> TASK: Reproduce each line of the data exactly as it is.

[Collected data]
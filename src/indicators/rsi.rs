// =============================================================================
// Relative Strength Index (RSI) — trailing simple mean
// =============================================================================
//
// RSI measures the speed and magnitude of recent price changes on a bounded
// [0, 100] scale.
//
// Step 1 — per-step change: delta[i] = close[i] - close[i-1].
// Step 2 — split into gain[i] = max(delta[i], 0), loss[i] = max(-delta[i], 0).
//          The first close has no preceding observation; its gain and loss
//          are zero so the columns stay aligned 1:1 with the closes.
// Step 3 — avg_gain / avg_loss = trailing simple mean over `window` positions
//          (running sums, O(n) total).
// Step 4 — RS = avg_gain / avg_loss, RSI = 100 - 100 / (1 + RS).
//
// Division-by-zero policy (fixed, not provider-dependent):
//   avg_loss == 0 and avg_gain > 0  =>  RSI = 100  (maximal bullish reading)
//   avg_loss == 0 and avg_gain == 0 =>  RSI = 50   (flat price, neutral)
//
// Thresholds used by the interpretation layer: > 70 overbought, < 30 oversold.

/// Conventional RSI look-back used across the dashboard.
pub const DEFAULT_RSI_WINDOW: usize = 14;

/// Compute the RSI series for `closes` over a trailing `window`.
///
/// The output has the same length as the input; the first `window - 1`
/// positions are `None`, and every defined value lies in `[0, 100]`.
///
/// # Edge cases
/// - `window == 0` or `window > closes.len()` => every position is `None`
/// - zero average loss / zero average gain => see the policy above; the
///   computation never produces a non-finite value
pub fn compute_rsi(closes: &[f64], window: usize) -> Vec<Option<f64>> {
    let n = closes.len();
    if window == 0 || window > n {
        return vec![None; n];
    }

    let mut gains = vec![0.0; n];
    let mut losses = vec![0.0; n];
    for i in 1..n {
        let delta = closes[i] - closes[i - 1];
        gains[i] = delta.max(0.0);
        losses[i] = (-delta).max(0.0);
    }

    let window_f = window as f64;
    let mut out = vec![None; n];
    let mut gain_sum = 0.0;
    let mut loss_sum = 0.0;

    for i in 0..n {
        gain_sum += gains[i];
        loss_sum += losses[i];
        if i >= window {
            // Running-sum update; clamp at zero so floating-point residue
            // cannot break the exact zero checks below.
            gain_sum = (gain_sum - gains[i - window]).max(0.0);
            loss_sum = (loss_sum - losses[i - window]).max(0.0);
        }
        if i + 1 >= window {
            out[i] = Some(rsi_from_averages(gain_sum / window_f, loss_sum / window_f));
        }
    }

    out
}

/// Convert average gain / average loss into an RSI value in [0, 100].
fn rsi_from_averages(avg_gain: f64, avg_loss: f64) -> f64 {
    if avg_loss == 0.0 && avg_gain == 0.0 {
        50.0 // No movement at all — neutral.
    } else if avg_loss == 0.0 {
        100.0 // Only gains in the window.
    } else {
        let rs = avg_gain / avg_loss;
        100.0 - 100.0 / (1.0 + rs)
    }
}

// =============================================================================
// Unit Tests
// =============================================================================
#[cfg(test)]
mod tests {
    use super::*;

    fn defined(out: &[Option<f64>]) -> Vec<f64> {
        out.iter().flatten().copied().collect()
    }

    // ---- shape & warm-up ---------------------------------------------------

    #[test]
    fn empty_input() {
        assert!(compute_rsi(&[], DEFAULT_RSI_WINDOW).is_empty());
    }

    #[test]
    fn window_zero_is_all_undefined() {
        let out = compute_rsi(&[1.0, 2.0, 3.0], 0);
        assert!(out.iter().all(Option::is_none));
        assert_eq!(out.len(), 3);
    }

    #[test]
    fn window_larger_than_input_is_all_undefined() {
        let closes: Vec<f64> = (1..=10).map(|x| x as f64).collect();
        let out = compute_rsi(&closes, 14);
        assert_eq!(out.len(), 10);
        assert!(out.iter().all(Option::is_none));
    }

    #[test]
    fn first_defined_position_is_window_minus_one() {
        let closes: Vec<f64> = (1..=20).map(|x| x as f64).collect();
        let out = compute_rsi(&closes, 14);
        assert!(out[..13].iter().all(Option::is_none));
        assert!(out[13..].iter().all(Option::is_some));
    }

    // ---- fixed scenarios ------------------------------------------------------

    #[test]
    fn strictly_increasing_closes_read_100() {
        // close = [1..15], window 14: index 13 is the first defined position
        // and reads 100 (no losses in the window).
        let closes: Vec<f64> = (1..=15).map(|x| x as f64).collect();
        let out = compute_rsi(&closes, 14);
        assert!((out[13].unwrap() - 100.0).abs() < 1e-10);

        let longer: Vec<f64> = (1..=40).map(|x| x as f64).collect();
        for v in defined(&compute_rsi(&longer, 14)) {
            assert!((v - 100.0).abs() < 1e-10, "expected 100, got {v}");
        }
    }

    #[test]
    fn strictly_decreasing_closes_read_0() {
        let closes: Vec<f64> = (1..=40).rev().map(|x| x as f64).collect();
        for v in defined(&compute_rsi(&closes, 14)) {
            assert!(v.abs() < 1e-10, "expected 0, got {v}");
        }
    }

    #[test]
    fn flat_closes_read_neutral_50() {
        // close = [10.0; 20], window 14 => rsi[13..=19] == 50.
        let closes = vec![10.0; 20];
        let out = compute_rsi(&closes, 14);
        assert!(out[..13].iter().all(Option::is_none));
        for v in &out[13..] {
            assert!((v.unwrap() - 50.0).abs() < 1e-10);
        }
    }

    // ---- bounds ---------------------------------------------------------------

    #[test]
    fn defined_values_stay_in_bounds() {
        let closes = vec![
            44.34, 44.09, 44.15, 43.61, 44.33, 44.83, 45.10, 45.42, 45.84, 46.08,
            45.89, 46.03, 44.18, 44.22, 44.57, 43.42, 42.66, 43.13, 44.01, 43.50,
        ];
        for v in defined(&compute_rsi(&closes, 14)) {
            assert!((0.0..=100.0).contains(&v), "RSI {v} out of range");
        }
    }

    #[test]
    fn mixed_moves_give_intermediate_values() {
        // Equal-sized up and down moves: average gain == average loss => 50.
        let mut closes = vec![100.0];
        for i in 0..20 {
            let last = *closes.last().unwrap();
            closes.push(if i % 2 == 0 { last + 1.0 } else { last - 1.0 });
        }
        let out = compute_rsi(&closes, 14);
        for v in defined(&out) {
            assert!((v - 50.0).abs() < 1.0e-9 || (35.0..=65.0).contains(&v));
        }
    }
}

> OUTPUT FOR THIS EXERCISE:
filename src/indicators/rsi.rs
// =============================================================================
// Relative Strength Index (RSI) — trailing simple mean
// =============================================================================
//
// RSI measures the speed and magnitude of recent price changes on a bounded
// [0, 100] scale.
//
// Step 1 — per-step change: delta[i] = close[i] - close[i-1].
// Step 2 — split into gain[i] = max(delta[i], 0), loss[i] = max(-delta[i], 0).
//          The first close has no preceding observation; its gain and loss
//          are zero so the columns stay aligned 1:1 with the closes.
// Step 3 — avg_gain / avg_loss = trailing simple mean over `window` positions
//          (running sums, O(n) total).
// Step 4 — RS = avg_gain / avg_loss, RSI = 100 - 100 / (1 + RS).
//
// Division-by-zero policy (fixed, not provider-dependent):
//   avg_loss == 0 and avg_gain > 0  =>  RSI = 100  (maximal bullish reading)
//   avg_loss == 0 and avg_gain == 0 =>  RSI = 50   (flat price, neutral)
//
// Thresholds used by the interpretation layer: > 70 overbought, < 30 oversold.

/// Conventional RSI look-back used across the dashboard.
pub const DEFAULT_RSI_WINDOW: usize = 14;

/// Compute the RSI series for `closes` over a trailing `window`.
///
/// The output has the same length as the input; the first `window - 1`
/// positions are `None`, and every defined value lies in `[0, 100]`.
///
/// # Edge cases
/// - `window == 0` or `window > closes.len()` => every position is `None`
/// - zero average loss / zero average gain => see the policy above; the
///   computation never produces a non-finite value
pub fn compute_rsi(closes: &[f64], window: usize) -> Vec<Option<f64>> {
    let n = closes.len();
    if window == 0 || window > n {
        return vec![None; n];
    }

    let mut gains = vec![0.0; n];
    let mut losses = vec![0.0; n];
    for i in 1..n {
        let delta = closes[i] - closes[i - 1];
        gains[i] = delta.max(0.0);
        losses[i] = (-delta).max(0.0);
    }

    let window_f = window as f64;
    let mut out = vec![None; n];
    let mut gain_sum = 0.0;
    let mut loss_sum = 0.0;

    for i in 0..n {
        gain_sum += gains[i];
        loss_sum += losses[i];
        if i >= window {
            // Running-sum update; clamp at zero so floating-point residue
            // cannot break the exact zero checks below.
            gain_sum = (gain_sum - gains[i - window]).max(0.0);
            loss_sum = (loss_sum - losses[i - window]).max(0.0);
        }
        if i + 1 >= window {
            out[i] = Some(rsi_from_averages(gain_sum / window_f, loss_sum / window_f));
        }
    }

    out
}

/// Convert average gain / average loss into an RSI value in [0, 100].
fn rsi_from_averages(avg_gain: f64, avg_loss: f64) -> f64 {
    if avg_loss == 0.0 && avg_gain == 0.0 {
        50.0 // No movement at all — neutral.
    } else if avg_loss == 0.0 {
        100.0 // Only gains in the window.
    } else {
        let rs = avg_gain / avg_loss;
        100.0 - 100.0 / (1.0 + rs)
    }
}

// =============================================================================
// Unit Tests
// =============================================================================
#[cfg(test)]
mod tests {
    use super::*;

    fn defined(out: &[Option<f64>]) -> Vec<f64> {
        out.iter().flatten().copied().collect()
    }

    // ---- shape & warm-up ---------------------------------------------------

    #[test]
    fn empty_input() {
        assert!(compute_rsi(&[], DEFAULT_RSI_WINDOW).is_empty());
    }

    #[test]
    fn window_zero_is_all_undefined() {
        let out = compute_rsi(&[1.0, 2.0, 3.0], 0);
        assert!(out.iter().all(Option::is_none));
        assert_eq!(out.len(), 3);
    }

    #[test]
    fn window_larger_than_input_is_all_undefined() {
        let closes: Vec<f64> = (1..=10).map(|x| x as f64).collect();
        let out = compute_rsi(&closes, 14);
        assert_eq!(out.len(), 10);
        assert!(out.iter().all(Option::is_none));
    }

    #[test]
    fn first_defined_position_is_window_minus_one() {
        let closes: Vec<f64> = (1..=20).map(|x| x as f64).collect();
        let out = compute_rsi(&closes, 14);
        assert!(out[..13].iter().all(Option::is_none));
        assert!(out[13..].iter().all(Option::is_some));
    }

    // ---- fixed scenarios ------------------------------------------------------

    #[test]
    fn strictly_increasing_closes_read_100() {
        // close = [1..15], window 14: index 13 is the first defined position
        // and reads 100 (no losses in the window).
        let closes: Vec<f64> = (1..=15).map(|x| x as f64).collect();
        let out = compute_rsi(&closes, 14);
        assert!((out[13].unwrap() - 100.0).abs() < 1e-10);

        let longer: Vec<f64> = (1..=40).map(|x| x as f64).collect();
        for v in defined(&compute_rsi(&longer, 14)) {
            assert!((v - 100.0).abs() < 1e-10, "expected 100, got {v}");
        }
    }

    #[test]
    fn strictly_decreasing_closes_read_0() {
        let closes: Vec<f64> = (1..=40).rev().map(|x| x as f64).collect();
        for v in defined(&compute_rsi(&closes, 14)) {
            assert!(v.abs() < 1e-10, "expected 0, got {v}");
        }
    }

    #[test]
    fn flat_closes_read_neutral_50() {
        // close = [10.0; 20], window 14 => rsi[13..=19] == 50.
        let closes = vec![10.0; 20];
        let out = compute_rsi(&closes, 14);
        assert!(out[..13].iter().all(Option::is_none));
        for v in &out[13..] {
            assert!((v.unwrap() - 50.0).abs() < 1e-10);
        }
    }

    // ---- bounds ---------------------------------------------------------------

    #[test]
    fn defined_values_stay_in_bounds() {
        let closes = vec![
            44.34, 44.09, 44.15, 43.61, 44.33, 44.83, 45.10, 45.42, 45.84, 46.08,
            45.89, 46.03, 44.18, 44.22, 44.57, 43.42, 42.66, 43.13, 44.01, 43.50,
        ];
        for v in defined(&compute_rsi(&closes, 14)) {
            assert!((0.0..=100.0).contains(&v), "RSI {v} out of range");
        }
    }

    #[test]
    fn mixed_moves_give_intermediate_values() {
        // Equal-sized up and down moves: average gain == average loss => 50.
        let mut closes = vec![100.0];
        for i in 0..20 {
            let last = *closes.last().unwrap();
            closes.push(if i % 2 == 0 { last + 1.0 } else { last - 1.0 });
        }
        let out = compute_rsi(&closes, 14);
        for v in defined(&out) {
            assert!((v - 50.0).abs() < 1.0e-9 || (35.0..=65.0).contains(&v));
        }
    }
}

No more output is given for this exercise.